Questioned about the nature of the relationship by Crown Advocate Simon Thomas, he described it as “a bit up and down”. He said that in early 2018, “things were not good” between them as Zsuzsanna had moved out of his house. 

“My feelings hadn’t changed for her, I loved her, I cared for her… It didn’t matter what happened in the relationship, I wanted to look after her,” he added.

Answering questions about the emails he had sent Zsuzsanna in the days leading to her death, the man said he was hoping “she would give [their] relationship another go."

Le Pulec

Pictured: Zsuzsanna's body was recovered from Le Pulec on 16 May 2018.

He said he hadn’t been concerned when she hadn’t replied to his messages, as “sometimes she would go days without replying to my messages."

The man he said he started getting worried after reading in the news that her car had been found 500 metres from La Haule slip.

He eventually found out she was dead on the evening of 16 May after calling the police officer who had left a business card at his home. 

He became emotional in court, as he explained the officer had told him a body had been recovered from Le Pulec, which they believed was Zsuzsanna.

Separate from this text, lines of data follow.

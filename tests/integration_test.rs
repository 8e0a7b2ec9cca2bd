use script_bridge::{
    to_host, to_script, BridgeConfig, Dispatch, DispatchHandle, EngineFactory, EngineState,
    HostError, HostResult, HostSite, HostValue, InvokeKind, MemberId, NativeFunction,
    ResolveError, ScriptError, ScriptObject, ScriptResult, ScriptRuntime, ScriptValue,
    TableObject,
};
use std::sync::{Arc, Mutex};

/// A host object with one property "Count" = 42 and one method "Add" that
/// computes first * 10 + second from protocol-order arguments.
struct HostCounter;

impl Dispatch for HostCounter {
    fn resolve(&self, name: &str) -> Result<MemberId, ResolveError> {
        match name {
            "Count" => Ok(1),
            "Add" => Ok(2),
            _ => Err(ResolveError::UnknownName {
                name: name.to_string(),
            }),
        }
    }

    fn invoke(&self, id: MemberId, kind: InvokeKind, args: &[HostValue]) -> HostResult<HostValue> {
        match (id, kind) {
            (1, InvokeKind::PropertyGet) => Ok(HostValue::I32(42)),
            (2, InvokeKind::Method) => {
                // Protocol order: last logical argument first.
                let (HostValue::I32(b), HostValue::I32(a)) = (&args[0], &args[1]) else {
                    return Err(HostError::Protocol("two ints required".to_string()));
                };
                Ok(HostValue::I32(a * 10 + b))
            }
            _ => Err(HostError::Protocol("bad invoke".to_string())),
        }
    }
}

struct CounterSite;

impl HostSite for CounterSite {
    fn item(&self, name: &str) -> HostResult<Option<DispatchHandle>> {
        match name {
            "counter" => Ok(Some(DispatchHandle::from_dispatch(HostCounter))),
            _ => Ok(None),
        }
    }
}

#[derive(Default)]
struct StubRuntime {
    globals: Mutex<Vec<(String, ScriptValue)>>,
    evals: Mutex<Vec<String>>,
}

impl ScriptRuntime for StubRuntime {
    fn eval(&mut self, text: &str) -> ScriptResult<()> {
        self.evals.lock().unwrap().push(text.to_string());
        Ok(())
    }

    fn set_global(&mut self, name: &str, value: ScriptValue) -> ScriptResult<()> {
        self.globals.lock().unwrap().push((name.to_string(), value));
        Ok(())
    }
}

fn adder() -> ScriptValue {
    ScriptValue::object(NativeFunction::new("add", |args| {
        let (ScriptValue::Int(a), ScriptValue::Int(b)) = (&args[0], &args[1]) else {
            return Err(ScriptError::Runtime("add() requires two ints".to_string()));
        };
        Ok(ScriptValue::Int(a + b))
    }))
}

#[test]
fn test_host_invokes_script_callable_with_reversed_arguments() {
    let f = adder();
    let direct = f.call(&[ScriptValue::Int(3), ScriptValue::Int(5)]).unwrap();

    // Expose to the host; the host sends arguments in protocol order.
    let HostValue::Dispatch(proxy) = to_host(&f).unwrap() else {
        panic!("expected a dispatch handle");
    };
    let result = proxy
        .invoke(
            0,
            InvokeKind::Method,
            &[HostValue::I32(5), HostValue::I32(3)],
        )
        .unwrap();

    assert_eq!(to_script(result).unwrap(), direct);
    assert_eq!(direct, ScriptValue::Int(8));
}

#[test]
fn test_script_reads_host_property_through_bound_member() {
    let host = to_script(HostValue::Dispatch(DispatchHandle::from_dispatch(
        HostCounter,
    )))
    .unwrap();
    let ScriptValue::Object(proxy) = host else {
        panic!("expected an inbound proxy");
    };
    let ScriptValue::Object(member) = proxy.get_member("Count").unwrap() else {
        panic!("expected a bound member");
    };
    assert_eq!(member.read().unwrap(), ScriptValue::Int(42));
}

#[test]
fn test_script_calls_host_method_in_logical_order() {
    let proxy = to_script(HostValue::Dispatch(DispatchHandle::from_dispatch(
        HostCounter,
    )))
    .unwrap();
    let ScriptValue::Object(proxy) = proxy else {
        panic!("expected an inbound proxy");
    };
    let ScriptValue::Object(add) = proxy.get_member("Add").unwrap() else {
        panic!("expected a bound member");
    };
    // Logical call Add(3, 5): the handle reverses into protocol order, the
    // host computes first * 10 + second.
    let result = add
        .call(&[ScriptValue::Int(3), ScriptValue::Int(5)])
        .unwrap();
    assert_eq!(result, ScriptValue::Int(35));
}

#[test]
fn test_unknown_name_falls_back_to_indexed_access() {
    let proxy = to_script(HostValue::Dispatch(DispatchHandle::from_dispatch(
        HostCounter,
    )))
    .unwrap();
    let ScriptValue::Object(proxy) = proxy else {
        panic!("expected an inbound proxy");
    };
    proxy.set_index("x", ScriptValue::Int(9)).unwrap();
    assert_eq!(proxy.get_member("x").unwrap(), ScriptValue::Int(9));
}

#[test]
fn test_object_round_trip_behaves_like_the_original() {
    let table = TableObject::new();
    table.set_index("hp", ScriptValue::Int(100)).unwrap();
    let original = ScriptValue::object(table);

    // Out to the host and back: a new inbound proxy whose reads round-trip
    // through the original object.
    let host = to_host(&original).unwrap();
    let back = to_script(host).unwrap();
    let ScriptValue::Object(proxy) = back else {
        panic!("expected an inbound proxy");
    };
    let ScriptValue::Object(member) = proxy.get_member("hp").unwrap() else {
        panic!("expected a bound member");
    };
    assert_eq!(member.read().unwrap(), ScriptValue::Int(100));
}

#[test]
fn test_host_release_obligation_destroys_proxy() {
    let HostValue::Dispatch(proxy) = to_host(&adder()).unwrap() else {
        panic!("expected a dispatch handle");
    };
    // The marshaler acquired once on the host's behalf.
    assert_eq!(proxy.release(), 0);
    let err = proxy.invoke(0, InvokeKind::Method, &[]).unwrap_err();
    assert_eq!(err, HostError::UnexpectedInternal);
}

#[test]
fn test_engine_setup_and_run() {
    let factory = EngineFactory::new(BridgeConfig::default());
    let mut engine = factory.create(StubRuntime::default()).unwrap();
    assert!(!factory.lifecycle().can_unload());

    engine.set_site(Arc::new(CounterSite));
    engine.add_named_item("counter").unwrap();
    engine.parse_and_run("count = counter.Count").unwrap();
    assert_eq!(engine.state(), EngineState::Initialized);

    // The installed global is an inbound proxy over the site's object.
    let globals = engine.runtime().globals.lock().unwrap();
    let (name, value) = &globals[0];
    assert_eq!(name, "counter");
    let ScriptValue::Object(proxy) = value else {
        panic!("expected an inbound proxy global");
    };
    let ScriptValue::Object(member) = proxy.get_member("Count").unwrap() else {
        panic!("expected a bound member");
    };
    assert_eq!(member.read().unwrap(), ScriptValue::Int(42));
    drop(globals);

    // A name the site does not have installs nil.
    engine.add_named_item("missing").unwrap();
    assert_eq!(
        engine.runtime().globals.lock().unwrap()[1].1,
        ScriptValue::Nil
    );

    drop(engine);
    assert!(factory.lifecycle().can_unload());
}

#[test]
fn test_marshal_refusals_are_loud_end_to_end() {
    // An array argument from the script side never silently reaches the host.
    let proxy = to_script(HostValue::Dispatch(DispatchHandle::from_dispatch(
        HostCounter,
    )))
    .unwrap();
    let ScriptValue::Object(proxy) = proxy else {
        panic!("expected an inbound proxy");
    };
    let ScriptValue::Object(add) = proxy.get_member("Add").unwrap() else {
        panic!("expected a bound member");
    };
    let err = add.call(&[ScriptValue::array(vec![])]).unwrap_err();
    assert!(matches!(err, ScriptError::Marshal(_)));
}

“I was inconsolable, it was hard to take,” he said. “It was one of the hardest phone calls I have had to take really.”

Questioned by Mr Warn’s lawyer, Advocate James Bell, the man described Zsuzsanna as “a really sweet person” and "lovely", adding “she would do anything for you”. However, in response to further questions, he also admitted that she could be “prone to temper tantrums."

“I just took it on the chin,” he added. “I looked at her good points rather than her bad points and there was more good points.”

The trial against Mr Warn continues today and is expected to last another two weeks.